(Assignment): Set out each line from the following listing that includes the word "domain".

(Source data):
//! # Validation Module
//!
//! Input checks run by repositories before a statement is built.
//!
//! ```text
//! form input ──► validate_* (this module) ──► Params ──► Session
//!                      │
//!                      └── ValidationError → CoreError → DbError (Statement)
//! ```
//!
//! The schema's NOT NULL / UNIQUE / FOREIGN KEY constraints still apply
//! underneath; these checks just fail earlier with a readable message.
//!
//! ## Usage
//! ```rust
//! use ssms_core::validation::{validate_sku, validate_quantity};
//!
//! validate_sku("LAP001").unwrap();
//! validate_quantity(5).unwrap();
//! ```

use chrono::NaiveDate;

use crate::config::SecurityPolicy;
use crate::error::ValidationError;

pub type ValidationResult<T> = Result<T, ValidationError>;

/// Upper bound on a single sale or purchase line.
pub const MAX_LINE_QUANTITY: i64 = 100_000;

fn required(field: &str, value: &str) -> ValidationResult<()> {
    if value.trim().is_empty() {
        return Err(ValidationError::Required {
            field: field.to_string(),
        });
    }
    Ok(())
}

fn max_len(field: &str, value: &str, max: usize) -> ValidationResult<()> {
    if value.trim().chars().count() > max {
        return Err(ValidationError::TooLong {
            field: field.to_string(),
            max,
        });
    }
    Ok(())
}

// =============================================================================
// String Validators
// =============================================================================

/// SKU: 1-50 characters of letters, digits, `-` and `_`.
///
/// ```rust
/// use ssms_core::validation::validate_sku;
///
/// assert!(validate_sku("GAR001").is_ok());
/// assert!(validate_sku("").is_err());
/// assert!(validate_sku("GAR 001").is_err());
/// ```
pub fn validate_sku(sku: &str) -> ValidationResult<()> {
    required("sku", sku)?;
    max_len("sku", sku, 50)?;

    if !sku
        .trim()
        .chars()
        .all(|c| c.is_ascii_alphanumeric() || c == '-' || c == '_')
    {
        return Err(ValidationError::InvalidFormat {
            field: "sku".to_string(),
            reason: "only letters, digits, '-' and '_' are allowed".to_string(),
        });
    }

    Ok(())
}

/// Names for products, customers, suppliers and categories (1-100 chars).
pub fn validate_name(field: &str, name: &str) -> ValidationResult<()> {
    required(field, name)?;
    max_len(field, name, 100)
}

/// Optional email: when present it needs a local part, `@` and a dotted
/// domain.
pub fn validate_email(email: Option<&str>) -> ValidationResult<()> {
    let Some(email) = email.map(str::trim).filter(|e| !e.is_empty()) else {
        return Ok(());
    };
    max_len("email", email, 100)?;

    let valid = match email.split_once('@') {
        Some((local, domain)) => {
            !local.is_empty()
                && !domain.contains('@')
                && domain.contains('.')
                && !domain.starts_with('.')
                && !domain.ends_with('.')
        }
        None => false,
    };
    if !valid {
        return Err(ValidationError::InvalidFormat {
            field: "email".to_string(),
            reason: "expected name@domain.tld".to_string(),
        });
    }
    Ok(())
}

/// Optional phone: 7-20 characters of digits, spaces, `+`, `-`, `(`, `)`.
pub fn validate_phone(phone: Option<&str>) -> ValidationResult<()> {
    let Some(phone) = phone.map(str::trim).filter(|p| !p.is_empty()) else {
        return Ok(());
    };
    max_len("phone", phone, 20)?;

    let digits = phone.chars().filter(char::is_ascii_digit).count();
    let allowed = phone
        .chars()
        .all(|c| c.is_ascii_digit() || matches!(c, ' ' | '+' | '-' | '(' | ')'));
    if !allowed || digits < 7 {
        return Err(ValidationError::InvalidFormat {
            field: "phone".to_string(),
            reason: "expected at least 7 digits".to_string(),
        });
    }
    Ok(())
}

/// Username: 3-50 characters, no whitespace.
pub fn validate_username(username: &str) -> ValidationResult<()> {
    required("username", username)?;
    let username = username.trim();
    if username.chars().count() < 3 {
        return Err(ValidationError::TooShort {
            field: "username".to_string(),
            min: 3,
        });
    }
    max_len("username", username, 50)?;
    if username.chars().any(char::is_whitespace) {
        return Err(ValidationError::InvalidFormat {
            field: "username".to_string(),
            reason: "must not contain spaces".to_string(),
        });
    }
    Ok(())
}

/// Password against a [`SecurityPolicy`].
///
/// ```rust
/// use ssms_core::{validation::validate_password, SecurityPolicy};
///
/// let policy = SecurityPolicy::default();
/// assert!(validate_password("secret", &policy).is_ok());
/// assert!(validate_password("abc", &policy).is_err());
/// ```
pub fn validate_password(password: &str, policy: &SecurityPolicy) -> ValidationResult<()> {
    if password.chars().count() < policy.password_min_length {
        return Err(ValidationError::TooShort {
            field: "password".to_string(),
            min: policy.password_min_length,
        });
    }
    if policy.password_require_special && password.chars().all(char::is_alphanumeric) {
        return Err(ValidationError::InvalidFormat {
            field: "password".to_string(),
            reason: "must contain a special character".to_string(),
        });
    }
    Ok(())
}

/// Search fragments may be empty; returns the trimmed text.
pub fn validate_search_query(query: &str) -> ValidationResult<String> {
    max_len("query", query, 100)?;
    Ok(query.trim().to_string())
}

// =============================================================================
// Numeric Validators
// =============================================================================

/// Line quantity: 1..=MAX_LINE_QUANTITY.
pub fn validate_quantity(qty: i64) -> ValidationResult<()> {
    if qty <= 0 {
        return Err(ValidationError::MustBePositive {
            field: "quantity".to_string(),
        });
    }
    if qty > MAX_LINE_QUANTITY {
        return Err(ValidationError::OutOfRange {
            field: "quantity".to_string(),
            min: 1,
            max: MAX_LINE_QUANTITY,
        });
    }
    Ok(())
}

/// Stock counts and reorder levels may be zero, never negative.
pub fn validate_stock_level(field: &str, qty: i64) -> ValidationResult<()> {
    if qty < 0 {
        return Err(ValidationError::OutOfRange {
            field: field.to_string(),
            min: 0,
            max: i64::MAX,
        });
    }
    Ok(())
}

/// Prices may be zero, never negative.
pub fn validate_price_cents(field: &str, cents: i64) -> ValidationResult<()> {
    if cents < 0 {
        return Err(ValidationError::OutOfRange {
            field: field.to_string(),
            min: 0,
            max: i64::MAX,
        });
    }
    Ok(())
}

/// Discount within 0..=subtotal.
pub fn validate_discount_cents(discount: i64, subtotal: i64) -> ValidationResult<()> {
    if discount < 0 || discount > subtotal {
        return Err(ValidationError::OutOfRange {
            field: "discount".to_string(),
            min: 0,
            max: subtotal,
        });
    }
    Ok(())
}

/// 0% to 100%.
pub fn validate_tax_rate_bps(bps: u32) -> ValidationResult<()> {
    if bps > 10_000 {
        return Err(ValidationError::OutOfRange {
            field: "tax rate".to_string(),
            min: 0,
            max: 10_000,
        });
    }
    Ok(())
}

/// Report ranges are inclusive and must not be reversed.
pub fn validate_date_range(start: NaiveDate, end: NaiveDate) -> ValidationResult<()> {
    if start > end {
        return Err(ValidationError::InvalidFormat {
            field: "date range".to_string(),
            reason: format!("start {} is after end {}", start, end),
        });
    }
    Ok(())
}

// =============================================================================
// Unit Tests
// =============================================================================

#[cfg(test)]
mod tests {
    use super::*;

    #[test]
    fn test_validate_sku() {
        assert!(validate_sku("LAP001").is_ok());
        assert!(validate_sku("tsh-001_b").is_ok());

        assert!(validate_sku("").is_err());
        assert!(validate_sku("   ").is_err());
        assert!(validate_sku("has space").is_err());
        assert!(validate_sku(&"A".repeat(51)).is_err());
    }

    #[test]
    fn test_validate_name() {
        assert!(validate_name("name", "Food & Beverages").is_ok());
        assert_eq!(
            validate_name("supplier", " "),
            Err(ValidationError::Required {
                field: "supplier".to_string()
            })
        );
        assert!(validate_name("name", &"x".repeat(101)).is_err());
    }

    #[test]
    fn test_validate_email() {
        assert!(validate_email(None).is_ok());
        assert!(validate_email(Some("")).is_ok());
        assert!(validate_email(Some("contact@abc.com")).is_ok());

        assert!(validate_email(Some("contact.abc.com")).is_err());
        assert!(validate_email(Some("@abc.com")).is_err());
        assert!(validate_email(Some("a@b@c.com")).is_err());
        assert!(validate_email(Some("a@localhost")).is_err());
    }

    #[test]
    fn test_validate_phone() {
        assert!(validate_phone(Some("9876543210")).is_ok());
        assert!(validate_phone(Some("+91 (98) 765-43210")).is_ok());
        assert!(validate_phone(Some("12345")).is_err());
        assert!(validate_phone(Some("98765x3210")).is_err());
    }

    #[test]
    fn test_validate_username_and_password() {
        assert!(validate_username("admin").is_ok());
        assert!(validate_username("ab").is_err());
        assert!(validate_username("john doe").is_err());

        let strict = SecurityPolicy {
            password_require_special: true,
            ..SecurityPolicy::default()
        };
        assert!(validate_password("secret1", &strict).is_err());
        assert!(validate_password("secret!", &strict).is_ok());
    }

    #[test]
    fn test_validate_quantity() {
        assert!(validate_quantity(1).is_ok());
        assert!(validate_quantity(MAX_LINE_QUANTITY).is_ok());
        assert!(validate_quantity(0).is_err());
        assert!(validate_quantity(-1).is_err());
        assert!(validate_quantity(MAX_LINE_QUANTITY + 1).is_err());
    }

    #[test]
    fn test_validate_money_inputs() {
        assert!(validate_price_cents("price", 0).is_ok());
        assert!(validate_price_cents("price", -100).is_err());
        assert!(validate_discount_cents(500, 500).is_ok());
        assert!(validate_discount_cents(501, 500).is_err());
        assert!(validate_tax_rate_bps(10_000).is_ok());
        assert!(validate_tax_rate_bps(10_001).is_err());
        assert!(validate_stock_level("stock", 0).is_ok());
        assert!(validate_stock_level("stock", -1).is_err());
    }

    #[test]
    fn test_validate_date_range() {
        let jan = NaiveDate::from_ymd_opt(2024, 1, 1).unwrap();
        let feb = NaiveDate::from_ymd_opt(2024, 2, 1).unwrap();
        assert!(validate_date_range(jan, feb).is_ok());
        assert!(validate_date_range(jan, jan).is_ok());
        assert!(validate_date_range(feb, jan).is_err());
    }
}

(Exercise solution):
/// domain.
        Some((local, domain)) => {
                && !domain.contains('@')
                && domain.contains('.')
                && !domain.starts_with('.')
                && !domain.ends_with('.')
            reason: "expected name@domain.tld".to_string(),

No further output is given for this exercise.